BEGIN Working data

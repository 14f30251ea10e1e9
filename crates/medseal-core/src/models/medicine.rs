use serde::{Deserialize, Serialize};

/// Default text for frequency, duration and dosage when nothing better is known.
pub const AS_PRESCRIBED: &str = "As prescribed";

/// Instructive text shown wherever medicine details could not be retrieved.
pub const CONTACT_DOCTOR: &str = "Contact your doctor for details";

/// A medicine record. Immutable once resolved.
#[derive(Debug, Clone, PartialEq, Eq, Serialize, Deserialize)]
pub struct Medicine {
    pub name: String,
    pub dosage: String,
    pub frequency: String,
    pub duration: String,
    pub side_effects: String,
    #[serde(default)]
    pub guide_text: Option<String>,
}

impl Medicine {
    /// Whether a patient-facing guide is attached.
    pub fn has_guide(&self) -> bool {
        self.guide_text
            .as_deref()
            .map(|g| !g.trim().is_empty())
            .unwrap_or(false)
    }
}
use thiserror::Error;

#[derive(Error, Debug)]
pub enum ApiError {
    /// The store answered and refused; the message is passed through as-is.
    #[error("{0}")]
    Rejected(String),

    #[error("Resource not found: {0}")]
    NotFound(String),

    #[error("Rate limited - please wait before retrying")]
    RateLimited,

    #[error("Server error: {0}")]
    ServerError(String),

    #[error("Network error: {0}")]
    NetworkError(#[from] reqwest::Error),

    #[error("Invalid response: {0}")]
    InvalidResponse(String),

    /// The request could not be built, e.g. an unusable base URL or id.
    #[error("Invalid request: {0}")]
    InvalidRequest(String),
}

/// Maximum length for error response bodies in error messages
const MAX_ERROR_BODY_LENGTH: usize = 500;

impl ApiError {
    /// Truncate a response body to avoid logging excessive data
    fn truncate_body(body: &str) -> String {
        if body.len() <= MAX_ERROR_BODY_LENGTH {
            body.to_string()
        } else {
            let mut end = MAX_ERROR_BODY_LENGTH;
            while !body.is_char_boundary(end) {
                end -= 1;
            }
            format!("{}... (truncated, {} total bytes)", &body[..end], body.len())
        }
    }

    pub fn from_status(status: reqwest::StatusCode, body: &str) -> Self {
        let truncated = Self::truncate_body(body);
        match status.as_u16() {
            404 => ApiError::NotFound(truncated),
            429 => ApiError::RateLimited,
            500..=599 => ApiError::ServerError(truncated),
            _ => ApiError::InvalidResponse(format!("Status {}: {}", status, truncated)),
        }
    }
}
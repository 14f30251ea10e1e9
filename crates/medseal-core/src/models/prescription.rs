//! Prescription models.
//!
//! A `Prescription` is what the remote store hands back: its lines only
//! reference medicines by id. An `AccessedPrescription` pairs it with
//! fully resolved `MedicineLine`s and lives only for one access.

use chrono::{DateTime, Utc};
use serde::{Deserialize, Serialize};

use super::Medicine;

/// A medicine line as prescribed, before resolution.
#[derive(Debug, Clone, PartialEq, Eq, Serialize, Deserialize)]
pub struct PrescribedMedicine {
    pub medicine_id: String,
    pub custom_dosage: Option<String>,
    pub custom_instructions: Option<String>,
}

#[derive(Debug, Clone, PartialEq, Eq, Serialize, Deserialize)]
pub struct Prescription {
    pub id: String,
    pub code: String,
    pub patient_name: String,
    pub patient_contact: String,
    pub created_at: DateTime<Utc>,
    pub accessed_at: Option<DateTime<Utc>>,
    pub notes: String,
    pub medicines: Vec<PrescribedMedicine>,
}

impl Prescription {
    /// Medicine ids in line order.
    pub fn medicine_ids(&self) -> Vec<String> {
        self.medicines.iter().map(|m| m.medicine_id.clone()).collect()
    }
}

/// A prescribed medicine with its resolved record attached.
///
/// `medicine` is always populated; when the remote lookup failed it holds
/// a placeholder.
#[derive(Debug, Clone, PartialEq, Eq, Serialize, Deserialize)]
pub struct MedicineLine {
    pub medicine_id: String,
    pub custom_dosage: Option<String>,
    pub custom_instructions: Option<String>,
    pub medicine: Medicine,
}

impl MedicineLine {
    pub fn new(prescribed: PrescribedMedicine, medicine: Medicine) -> Self {
        Self {
            medicine_id: prescribed.medicine_id,
            custom_dosage: prescribed.custom_dosage,
            custom_instructions: prescribed.custom_instructions,
            medicine,
        }
    }

    /// Custom dosage if one was prescribed, otherwise the medicine's own dosage.
    pub fn effective_dosage(&self) -> &str {
        match self.custom_dosage.as_deref() {
            Some(d) if !d.trim().is_empty() => d,
            _ => &self.medicine.dosage,
        }
    }
}

/// Result of a successful access.
#[derive(Debug, Clone, PartialEq, Eq, Serialize, Deserialize)]
pub struct AccessedPrescription {
    pub prescription: Prescription,
    pub medicine_lines: Vec<MedicineLine>,
    /// Lines whose medicine fell back to a placeholder.
    pub degraded_count: usize,
}

impl AccessedPrescription {
    pub fn is_degraded(&self) -> bool {
        self.degraded_count > 0
    }
}
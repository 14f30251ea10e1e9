//! Offline reconstruction of a prescription from its history snapshot.

use crate::models::{
    AccessedPrescription, HistoryEntry, Medicine, MedicineLine, PrescribedMedicine, Prescription,
    AS_PRESCRIBED, CONTACT_DOCTOR, NOT_AVAILABLE,
};

/// Rebuild a displayable prescription from `entry` alone.
///
/// Pure and total: no network or storage access. Line ids are synthesized
/// from position (`<entry id>-med-<index>`) since the snapshot does not keep
/// the remote ids. Details the snapshot does not carry get fixed defaults.
pub fn rehydrate(entry: &HistoryEntry) -> AccessedPrescription {
    let medicine_lines: Vec<MedicineLine> = entry
        .medicines
        .iter()
        .enumerate()
        .map(|(index, summary)| {
            let custom_dosage = match summary.dosage.trim() {
                "" | NOT_AVAILABLE => None,
                d => Some(d.to_string()),
            };
            let custom_instructions =
                Some(summary.instructions.clone()).filter(|i| !i.trim().is_empty());

            MedicineLine {
                medicine_id: format!("{}-med-{}", entry.id, index),
                medicine: Medicine {
                    name: summary.name.clone(),
                    dosage: custom_dosage.clone().unwrap_or_else(|| AS_PRESCRIBED.to_string()),
                    frequency: AS_PRESCRIBED.to_string(),
                    duration: AS_PRESCRIBED.to_string(),
                    side_effects: CONTACT_DOCTOR.to_string(),
                    guide_text: None,
                },
                custom_dosage,
                custom_instructions,
            }
        })
        .collect();

    let prescription = Prescription {
        id: entry.id.clone(),
        code: entry.code.clone(),
        patient_name: entry.patient_name.clone(),
        patient_contact: String::new(),
        created_at: entry.created_at,
        accessed_at: Some(entry.accessed_at),
        notes: entry.doctor_notes.clone(),
        medicines: medicine_lines
            .iter()
            .map(|line| PrescribedMedicine {
                medicine_id: line.medicine_id.clone(),
                custom_dosage: line.custom_dosage.clone(),
                custom_instructions: line.custom_instructions.clone(),
            })
            .collect(),
    };

    AccessedPrescription {
        prescription,
        medicine_lines,
        degraded_count: 0,
    }
}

END Working data

Exercise instructions = Wherever a line in the data above contains the word "ServerError", copy that line.

Response to this task =
    ServerError(String),
            500..=599 => ApiError::ServerError(truncated),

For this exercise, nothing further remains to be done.